> [WHAT THE EXERCISE ASKS]: Your task is to repeat the entries exactly from their first line through the line with "use super::http_error::HttpError;", and to stop there.

> [TASK INPUTS]:
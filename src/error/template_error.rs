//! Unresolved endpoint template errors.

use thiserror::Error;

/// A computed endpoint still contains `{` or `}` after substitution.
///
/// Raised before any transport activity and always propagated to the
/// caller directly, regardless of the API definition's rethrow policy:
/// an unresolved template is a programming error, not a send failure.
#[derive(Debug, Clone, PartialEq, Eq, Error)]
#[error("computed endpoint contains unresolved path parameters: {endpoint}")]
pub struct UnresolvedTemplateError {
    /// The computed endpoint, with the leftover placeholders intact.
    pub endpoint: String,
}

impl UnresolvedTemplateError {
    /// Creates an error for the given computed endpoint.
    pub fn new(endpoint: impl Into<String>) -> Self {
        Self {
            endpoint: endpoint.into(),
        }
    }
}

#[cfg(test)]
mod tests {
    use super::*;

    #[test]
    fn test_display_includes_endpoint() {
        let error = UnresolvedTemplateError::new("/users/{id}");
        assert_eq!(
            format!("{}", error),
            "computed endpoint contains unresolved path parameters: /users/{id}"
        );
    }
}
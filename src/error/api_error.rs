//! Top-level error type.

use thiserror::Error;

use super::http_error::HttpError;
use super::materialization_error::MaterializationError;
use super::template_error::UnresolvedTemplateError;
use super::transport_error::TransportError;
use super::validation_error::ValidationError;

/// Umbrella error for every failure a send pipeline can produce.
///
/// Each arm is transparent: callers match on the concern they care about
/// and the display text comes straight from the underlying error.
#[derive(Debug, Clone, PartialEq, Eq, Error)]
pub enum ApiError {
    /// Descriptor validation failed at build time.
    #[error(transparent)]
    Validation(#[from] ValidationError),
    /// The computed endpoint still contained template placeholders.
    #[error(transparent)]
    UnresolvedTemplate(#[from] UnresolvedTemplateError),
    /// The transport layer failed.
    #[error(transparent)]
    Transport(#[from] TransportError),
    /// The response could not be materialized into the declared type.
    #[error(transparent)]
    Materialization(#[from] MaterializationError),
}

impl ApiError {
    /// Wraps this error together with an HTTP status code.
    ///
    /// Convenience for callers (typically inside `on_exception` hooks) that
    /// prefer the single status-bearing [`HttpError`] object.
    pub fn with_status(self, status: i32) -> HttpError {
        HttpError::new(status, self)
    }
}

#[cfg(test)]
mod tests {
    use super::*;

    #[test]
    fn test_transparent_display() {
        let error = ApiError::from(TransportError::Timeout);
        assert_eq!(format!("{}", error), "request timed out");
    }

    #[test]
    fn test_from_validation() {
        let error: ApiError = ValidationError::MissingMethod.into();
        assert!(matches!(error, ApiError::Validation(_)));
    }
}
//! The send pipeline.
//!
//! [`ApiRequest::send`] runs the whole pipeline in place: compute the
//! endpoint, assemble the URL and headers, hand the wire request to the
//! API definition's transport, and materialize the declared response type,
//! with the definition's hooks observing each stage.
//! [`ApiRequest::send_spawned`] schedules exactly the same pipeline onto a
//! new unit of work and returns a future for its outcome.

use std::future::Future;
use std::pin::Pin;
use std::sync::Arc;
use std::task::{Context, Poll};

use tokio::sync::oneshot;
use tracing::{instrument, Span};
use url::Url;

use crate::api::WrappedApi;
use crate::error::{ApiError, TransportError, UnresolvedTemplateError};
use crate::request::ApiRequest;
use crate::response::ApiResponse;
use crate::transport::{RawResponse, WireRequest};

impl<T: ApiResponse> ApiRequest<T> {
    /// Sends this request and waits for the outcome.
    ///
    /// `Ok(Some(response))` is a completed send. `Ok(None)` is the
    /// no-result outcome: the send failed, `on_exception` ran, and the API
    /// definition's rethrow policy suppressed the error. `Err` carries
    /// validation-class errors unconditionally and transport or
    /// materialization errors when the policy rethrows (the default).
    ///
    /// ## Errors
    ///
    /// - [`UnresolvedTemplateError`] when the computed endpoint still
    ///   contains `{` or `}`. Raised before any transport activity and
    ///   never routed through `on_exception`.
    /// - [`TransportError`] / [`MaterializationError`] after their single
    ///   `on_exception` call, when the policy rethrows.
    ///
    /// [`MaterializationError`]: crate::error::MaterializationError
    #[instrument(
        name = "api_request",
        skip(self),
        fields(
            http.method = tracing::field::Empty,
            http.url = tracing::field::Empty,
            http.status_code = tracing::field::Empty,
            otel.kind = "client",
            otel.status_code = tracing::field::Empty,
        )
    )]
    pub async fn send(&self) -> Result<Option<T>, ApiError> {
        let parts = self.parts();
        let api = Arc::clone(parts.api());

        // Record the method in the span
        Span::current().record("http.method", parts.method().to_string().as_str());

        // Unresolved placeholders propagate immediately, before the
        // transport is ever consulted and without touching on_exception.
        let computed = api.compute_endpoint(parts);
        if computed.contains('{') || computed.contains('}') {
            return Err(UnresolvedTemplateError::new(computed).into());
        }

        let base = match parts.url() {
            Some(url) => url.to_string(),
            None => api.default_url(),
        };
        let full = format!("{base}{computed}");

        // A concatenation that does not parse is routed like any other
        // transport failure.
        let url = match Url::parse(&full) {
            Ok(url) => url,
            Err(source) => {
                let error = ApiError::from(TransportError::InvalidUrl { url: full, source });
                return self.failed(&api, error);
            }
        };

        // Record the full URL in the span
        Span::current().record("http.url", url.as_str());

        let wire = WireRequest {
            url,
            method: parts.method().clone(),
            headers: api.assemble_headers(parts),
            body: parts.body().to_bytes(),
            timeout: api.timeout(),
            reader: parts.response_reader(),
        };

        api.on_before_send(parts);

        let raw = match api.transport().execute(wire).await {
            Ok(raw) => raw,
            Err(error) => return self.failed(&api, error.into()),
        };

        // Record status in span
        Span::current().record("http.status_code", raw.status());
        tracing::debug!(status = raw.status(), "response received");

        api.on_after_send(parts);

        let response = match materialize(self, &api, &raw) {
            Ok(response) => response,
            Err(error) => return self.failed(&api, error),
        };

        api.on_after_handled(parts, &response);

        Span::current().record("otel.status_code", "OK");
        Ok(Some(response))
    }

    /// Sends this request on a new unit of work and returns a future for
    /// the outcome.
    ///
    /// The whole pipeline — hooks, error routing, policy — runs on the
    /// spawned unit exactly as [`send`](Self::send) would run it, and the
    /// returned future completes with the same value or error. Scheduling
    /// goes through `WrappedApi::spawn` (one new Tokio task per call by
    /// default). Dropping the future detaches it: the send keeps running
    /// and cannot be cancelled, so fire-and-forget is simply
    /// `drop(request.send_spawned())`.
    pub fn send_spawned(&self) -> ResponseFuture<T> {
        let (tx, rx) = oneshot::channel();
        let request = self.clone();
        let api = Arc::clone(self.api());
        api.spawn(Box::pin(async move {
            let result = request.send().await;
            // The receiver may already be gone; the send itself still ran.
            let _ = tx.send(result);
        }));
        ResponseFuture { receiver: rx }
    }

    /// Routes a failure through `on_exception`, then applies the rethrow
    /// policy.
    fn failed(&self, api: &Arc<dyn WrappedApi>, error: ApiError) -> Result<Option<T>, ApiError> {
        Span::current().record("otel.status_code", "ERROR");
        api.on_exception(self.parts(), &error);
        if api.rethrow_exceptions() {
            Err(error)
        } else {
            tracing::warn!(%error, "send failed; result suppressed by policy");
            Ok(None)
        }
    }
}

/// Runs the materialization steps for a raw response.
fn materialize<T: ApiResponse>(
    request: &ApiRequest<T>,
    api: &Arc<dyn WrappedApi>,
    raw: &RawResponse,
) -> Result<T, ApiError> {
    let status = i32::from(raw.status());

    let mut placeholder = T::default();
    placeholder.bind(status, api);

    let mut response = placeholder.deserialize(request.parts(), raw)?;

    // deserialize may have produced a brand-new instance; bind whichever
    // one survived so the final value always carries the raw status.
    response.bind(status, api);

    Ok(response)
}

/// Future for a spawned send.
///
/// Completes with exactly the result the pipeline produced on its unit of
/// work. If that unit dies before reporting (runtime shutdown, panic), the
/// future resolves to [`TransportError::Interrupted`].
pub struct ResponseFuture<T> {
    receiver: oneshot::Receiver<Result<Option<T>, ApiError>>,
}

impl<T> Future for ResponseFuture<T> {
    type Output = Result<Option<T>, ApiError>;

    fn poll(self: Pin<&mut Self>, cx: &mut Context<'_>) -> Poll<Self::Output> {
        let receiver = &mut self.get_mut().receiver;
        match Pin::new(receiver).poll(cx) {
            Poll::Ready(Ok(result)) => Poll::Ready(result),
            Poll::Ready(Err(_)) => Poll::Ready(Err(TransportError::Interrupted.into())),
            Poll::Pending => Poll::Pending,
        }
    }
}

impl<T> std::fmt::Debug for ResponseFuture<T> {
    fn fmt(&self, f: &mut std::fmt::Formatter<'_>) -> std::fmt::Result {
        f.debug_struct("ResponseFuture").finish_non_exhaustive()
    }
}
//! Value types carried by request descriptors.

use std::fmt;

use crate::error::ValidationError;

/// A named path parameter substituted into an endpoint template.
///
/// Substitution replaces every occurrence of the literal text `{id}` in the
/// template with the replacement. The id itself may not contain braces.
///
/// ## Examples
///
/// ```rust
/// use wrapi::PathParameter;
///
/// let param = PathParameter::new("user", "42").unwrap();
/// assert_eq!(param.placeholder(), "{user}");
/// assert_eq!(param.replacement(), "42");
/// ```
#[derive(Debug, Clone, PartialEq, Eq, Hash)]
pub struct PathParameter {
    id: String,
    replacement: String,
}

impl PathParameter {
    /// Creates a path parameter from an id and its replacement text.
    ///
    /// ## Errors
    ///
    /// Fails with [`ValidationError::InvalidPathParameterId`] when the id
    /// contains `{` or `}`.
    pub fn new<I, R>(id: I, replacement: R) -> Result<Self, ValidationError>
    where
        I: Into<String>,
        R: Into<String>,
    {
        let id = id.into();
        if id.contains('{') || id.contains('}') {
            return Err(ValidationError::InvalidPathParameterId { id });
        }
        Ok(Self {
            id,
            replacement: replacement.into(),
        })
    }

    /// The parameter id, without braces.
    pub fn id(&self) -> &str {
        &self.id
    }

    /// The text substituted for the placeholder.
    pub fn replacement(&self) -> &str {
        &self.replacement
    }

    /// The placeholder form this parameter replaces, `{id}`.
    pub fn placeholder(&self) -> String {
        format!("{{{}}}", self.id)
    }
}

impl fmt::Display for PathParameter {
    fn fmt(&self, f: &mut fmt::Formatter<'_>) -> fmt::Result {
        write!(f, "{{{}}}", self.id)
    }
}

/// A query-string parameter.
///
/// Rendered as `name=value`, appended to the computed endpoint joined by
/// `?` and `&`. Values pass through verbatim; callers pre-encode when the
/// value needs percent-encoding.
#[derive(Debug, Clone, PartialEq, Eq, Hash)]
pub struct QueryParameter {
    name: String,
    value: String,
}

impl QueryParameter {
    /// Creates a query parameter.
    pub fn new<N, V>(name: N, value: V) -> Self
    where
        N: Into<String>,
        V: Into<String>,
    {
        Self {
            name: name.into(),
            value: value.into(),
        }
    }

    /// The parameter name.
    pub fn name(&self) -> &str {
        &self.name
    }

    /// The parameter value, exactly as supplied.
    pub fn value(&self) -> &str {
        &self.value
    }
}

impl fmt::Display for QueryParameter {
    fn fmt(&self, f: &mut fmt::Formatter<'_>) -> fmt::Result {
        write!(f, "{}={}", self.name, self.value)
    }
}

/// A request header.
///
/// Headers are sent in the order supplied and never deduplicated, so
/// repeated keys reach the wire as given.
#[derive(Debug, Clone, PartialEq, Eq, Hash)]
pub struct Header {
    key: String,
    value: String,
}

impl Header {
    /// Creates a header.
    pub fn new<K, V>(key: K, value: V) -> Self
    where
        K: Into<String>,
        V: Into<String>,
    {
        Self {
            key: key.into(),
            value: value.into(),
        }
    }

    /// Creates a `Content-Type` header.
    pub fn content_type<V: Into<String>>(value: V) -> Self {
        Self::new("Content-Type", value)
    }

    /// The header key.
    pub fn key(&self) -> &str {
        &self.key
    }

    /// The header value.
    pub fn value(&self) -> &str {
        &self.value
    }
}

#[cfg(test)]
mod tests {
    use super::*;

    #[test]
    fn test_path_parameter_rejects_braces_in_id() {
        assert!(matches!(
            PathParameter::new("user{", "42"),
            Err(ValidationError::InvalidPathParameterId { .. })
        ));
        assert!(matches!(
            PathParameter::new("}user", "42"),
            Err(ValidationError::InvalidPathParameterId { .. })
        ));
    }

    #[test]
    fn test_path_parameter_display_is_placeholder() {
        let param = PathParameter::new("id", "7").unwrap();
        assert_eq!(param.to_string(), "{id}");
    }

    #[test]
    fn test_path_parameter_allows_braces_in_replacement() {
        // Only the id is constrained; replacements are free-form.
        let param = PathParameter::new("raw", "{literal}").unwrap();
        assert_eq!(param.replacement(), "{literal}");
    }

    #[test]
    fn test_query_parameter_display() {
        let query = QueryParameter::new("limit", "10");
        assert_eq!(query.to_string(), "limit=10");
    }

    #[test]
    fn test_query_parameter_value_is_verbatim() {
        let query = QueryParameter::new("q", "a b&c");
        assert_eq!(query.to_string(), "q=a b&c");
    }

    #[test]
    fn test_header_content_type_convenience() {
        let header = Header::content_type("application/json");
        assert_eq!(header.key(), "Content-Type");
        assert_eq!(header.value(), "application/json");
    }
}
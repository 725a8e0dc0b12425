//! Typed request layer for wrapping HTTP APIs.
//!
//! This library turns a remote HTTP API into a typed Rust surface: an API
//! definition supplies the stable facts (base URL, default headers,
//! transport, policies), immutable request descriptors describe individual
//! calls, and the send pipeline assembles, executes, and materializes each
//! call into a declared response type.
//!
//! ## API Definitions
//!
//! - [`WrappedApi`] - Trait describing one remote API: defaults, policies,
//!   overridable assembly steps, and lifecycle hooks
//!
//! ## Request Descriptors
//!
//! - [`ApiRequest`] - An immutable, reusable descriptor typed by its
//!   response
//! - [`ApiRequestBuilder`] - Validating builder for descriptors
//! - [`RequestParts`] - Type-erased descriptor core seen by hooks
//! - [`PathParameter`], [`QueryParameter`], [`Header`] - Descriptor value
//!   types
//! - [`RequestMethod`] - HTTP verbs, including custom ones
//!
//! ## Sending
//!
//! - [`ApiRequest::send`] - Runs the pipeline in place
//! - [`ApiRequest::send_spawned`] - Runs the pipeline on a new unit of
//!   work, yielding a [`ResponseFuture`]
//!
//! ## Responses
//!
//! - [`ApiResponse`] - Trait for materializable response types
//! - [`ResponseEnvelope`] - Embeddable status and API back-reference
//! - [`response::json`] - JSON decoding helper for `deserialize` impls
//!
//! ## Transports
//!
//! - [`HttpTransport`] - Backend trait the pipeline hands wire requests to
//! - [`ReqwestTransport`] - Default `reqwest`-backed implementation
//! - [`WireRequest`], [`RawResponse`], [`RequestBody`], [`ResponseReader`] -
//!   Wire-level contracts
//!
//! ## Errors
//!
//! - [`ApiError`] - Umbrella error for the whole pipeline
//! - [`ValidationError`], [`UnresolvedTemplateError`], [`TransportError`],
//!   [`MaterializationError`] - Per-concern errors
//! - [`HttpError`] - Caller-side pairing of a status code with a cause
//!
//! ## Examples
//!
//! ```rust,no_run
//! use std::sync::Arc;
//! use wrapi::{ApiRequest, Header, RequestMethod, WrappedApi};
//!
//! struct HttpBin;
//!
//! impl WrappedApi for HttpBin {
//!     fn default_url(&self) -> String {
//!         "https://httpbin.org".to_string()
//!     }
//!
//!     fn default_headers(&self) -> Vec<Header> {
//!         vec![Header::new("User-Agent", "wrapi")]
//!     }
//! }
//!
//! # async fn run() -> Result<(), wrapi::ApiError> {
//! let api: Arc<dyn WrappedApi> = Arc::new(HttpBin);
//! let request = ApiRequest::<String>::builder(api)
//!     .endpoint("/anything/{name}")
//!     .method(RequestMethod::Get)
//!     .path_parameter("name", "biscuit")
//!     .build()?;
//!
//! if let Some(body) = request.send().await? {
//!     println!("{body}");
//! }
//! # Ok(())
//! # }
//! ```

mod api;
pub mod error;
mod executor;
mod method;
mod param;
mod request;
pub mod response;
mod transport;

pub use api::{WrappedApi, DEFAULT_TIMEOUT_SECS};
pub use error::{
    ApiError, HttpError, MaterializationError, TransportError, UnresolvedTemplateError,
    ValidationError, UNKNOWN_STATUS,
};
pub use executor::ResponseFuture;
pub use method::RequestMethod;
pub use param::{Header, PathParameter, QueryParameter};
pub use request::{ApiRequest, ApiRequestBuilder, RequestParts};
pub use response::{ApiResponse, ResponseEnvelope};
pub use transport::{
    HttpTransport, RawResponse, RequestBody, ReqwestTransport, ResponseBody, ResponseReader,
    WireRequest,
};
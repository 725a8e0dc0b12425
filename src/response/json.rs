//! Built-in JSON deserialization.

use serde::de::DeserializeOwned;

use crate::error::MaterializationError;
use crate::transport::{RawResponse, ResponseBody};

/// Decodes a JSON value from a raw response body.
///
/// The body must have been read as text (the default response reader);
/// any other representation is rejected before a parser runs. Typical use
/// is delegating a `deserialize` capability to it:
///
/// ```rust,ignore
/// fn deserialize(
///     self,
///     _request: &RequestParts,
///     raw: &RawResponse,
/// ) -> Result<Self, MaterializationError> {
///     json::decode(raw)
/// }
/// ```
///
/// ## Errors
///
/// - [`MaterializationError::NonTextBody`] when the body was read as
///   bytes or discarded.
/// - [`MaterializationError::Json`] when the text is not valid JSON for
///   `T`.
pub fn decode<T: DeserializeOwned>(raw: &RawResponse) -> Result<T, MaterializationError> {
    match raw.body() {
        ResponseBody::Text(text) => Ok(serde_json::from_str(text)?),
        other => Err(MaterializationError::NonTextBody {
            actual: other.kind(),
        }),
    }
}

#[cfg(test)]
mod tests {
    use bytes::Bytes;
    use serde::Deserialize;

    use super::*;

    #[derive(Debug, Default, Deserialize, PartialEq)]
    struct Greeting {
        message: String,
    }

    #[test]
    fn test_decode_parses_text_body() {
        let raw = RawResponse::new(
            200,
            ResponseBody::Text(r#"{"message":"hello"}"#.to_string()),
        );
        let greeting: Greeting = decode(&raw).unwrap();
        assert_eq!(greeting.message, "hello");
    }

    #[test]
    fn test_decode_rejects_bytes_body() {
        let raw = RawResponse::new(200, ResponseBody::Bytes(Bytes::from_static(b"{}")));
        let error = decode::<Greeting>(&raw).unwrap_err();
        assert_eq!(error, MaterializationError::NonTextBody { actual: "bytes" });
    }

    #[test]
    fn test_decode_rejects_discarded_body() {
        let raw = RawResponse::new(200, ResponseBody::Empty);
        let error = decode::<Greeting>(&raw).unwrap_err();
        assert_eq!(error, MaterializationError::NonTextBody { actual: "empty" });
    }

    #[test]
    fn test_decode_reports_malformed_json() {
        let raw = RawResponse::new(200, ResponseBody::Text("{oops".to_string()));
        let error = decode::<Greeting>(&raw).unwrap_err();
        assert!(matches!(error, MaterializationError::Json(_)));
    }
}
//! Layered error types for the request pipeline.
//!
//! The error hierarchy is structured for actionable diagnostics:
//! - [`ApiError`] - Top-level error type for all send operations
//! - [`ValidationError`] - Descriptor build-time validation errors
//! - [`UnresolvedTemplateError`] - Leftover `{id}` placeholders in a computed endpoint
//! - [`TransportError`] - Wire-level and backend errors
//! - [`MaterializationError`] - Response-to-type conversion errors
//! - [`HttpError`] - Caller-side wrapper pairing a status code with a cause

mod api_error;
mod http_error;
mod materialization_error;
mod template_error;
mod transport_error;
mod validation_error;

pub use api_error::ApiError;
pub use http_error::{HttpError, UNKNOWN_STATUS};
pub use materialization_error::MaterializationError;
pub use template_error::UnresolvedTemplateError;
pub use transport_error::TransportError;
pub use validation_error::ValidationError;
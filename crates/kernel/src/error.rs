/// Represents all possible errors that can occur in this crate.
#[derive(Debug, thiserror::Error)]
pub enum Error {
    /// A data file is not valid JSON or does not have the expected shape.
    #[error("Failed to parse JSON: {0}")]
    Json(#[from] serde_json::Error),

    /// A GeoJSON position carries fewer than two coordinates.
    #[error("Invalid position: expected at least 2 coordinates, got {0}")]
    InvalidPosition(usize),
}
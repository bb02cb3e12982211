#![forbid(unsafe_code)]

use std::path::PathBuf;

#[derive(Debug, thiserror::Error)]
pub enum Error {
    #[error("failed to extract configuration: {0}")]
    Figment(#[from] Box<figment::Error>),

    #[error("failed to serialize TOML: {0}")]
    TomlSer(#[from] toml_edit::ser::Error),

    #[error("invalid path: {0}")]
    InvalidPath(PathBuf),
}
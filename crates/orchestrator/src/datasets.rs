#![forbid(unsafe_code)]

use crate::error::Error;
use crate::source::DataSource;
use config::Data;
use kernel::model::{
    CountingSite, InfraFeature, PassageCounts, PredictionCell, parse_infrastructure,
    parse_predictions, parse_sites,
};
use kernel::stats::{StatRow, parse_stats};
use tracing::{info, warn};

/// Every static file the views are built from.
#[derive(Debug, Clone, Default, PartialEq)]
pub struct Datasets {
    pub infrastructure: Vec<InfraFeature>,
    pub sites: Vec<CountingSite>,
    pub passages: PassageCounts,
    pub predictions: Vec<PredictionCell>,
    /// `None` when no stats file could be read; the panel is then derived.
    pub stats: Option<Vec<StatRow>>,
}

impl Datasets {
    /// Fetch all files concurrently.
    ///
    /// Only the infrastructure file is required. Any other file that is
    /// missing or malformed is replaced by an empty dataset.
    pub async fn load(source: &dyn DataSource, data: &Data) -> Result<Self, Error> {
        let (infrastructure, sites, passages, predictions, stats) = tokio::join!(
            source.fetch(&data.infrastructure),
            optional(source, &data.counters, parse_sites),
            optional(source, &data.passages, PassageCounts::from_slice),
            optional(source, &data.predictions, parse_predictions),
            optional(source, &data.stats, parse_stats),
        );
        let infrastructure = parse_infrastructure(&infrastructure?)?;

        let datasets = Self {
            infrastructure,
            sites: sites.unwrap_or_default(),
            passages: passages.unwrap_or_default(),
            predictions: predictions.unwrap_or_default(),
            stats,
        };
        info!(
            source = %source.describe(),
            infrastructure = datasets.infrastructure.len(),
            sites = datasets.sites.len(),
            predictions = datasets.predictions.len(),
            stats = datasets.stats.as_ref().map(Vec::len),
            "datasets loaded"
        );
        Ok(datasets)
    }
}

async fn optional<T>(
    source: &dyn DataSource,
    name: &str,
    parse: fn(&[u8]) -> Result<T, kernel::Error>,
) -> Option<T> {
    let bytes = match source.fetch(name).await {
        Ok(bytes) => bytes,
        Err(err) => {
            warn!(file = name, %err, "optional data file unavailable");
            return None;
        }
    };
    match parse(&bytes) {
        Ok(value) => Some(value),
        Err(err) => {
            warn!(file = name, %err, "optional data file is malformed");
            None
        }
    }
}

> [SOLUTION]:
filename src/error/template_error.rs
//! Unresolved endpoint template errors.

use thiserror::Error;

/// A computed endpoint still contains `{` or `}` after substitution.
///
/// Raised before any transport activity and always propagated to the
/// caller directly, regardless of the API definition's rethrow policy:
/// an unresolved template is a programming error, not a send failure.
#[derive(Debug, Clone, PartialEq, Eq, Error)]
#[error("computed endpoint contains unresolved path parameters: {endpoint}")]
pub struct UnresolvedTemplateError {
    /// The computed endpoint, with the leftover placeholders intact.
    pub endpoint: String,
}

impl UnresolvedTemplateError {
    /// Creates an error for the given computed endpoint.
    pub fn new(endpoint: impl Into<String>) -> Self {
        Self {
            endpoint: endpoint.into(),
        }
    }
}

#[cfg(test)]
mod tests {
    use super::*;

    #[test]
    fn test_display_includes_endpoint() {
        let error = UnresolvedTemplateError::new("/users/{id}");
        assert_eq!(
            format!("{}", error),
            "computed endpoint contains unresolved path parameters: /users/{id}"
        );
    }
}
filename src/error/api_error.rs
//! Top-level error type.

use thiserror::Error;

use super::http_error::HttpError;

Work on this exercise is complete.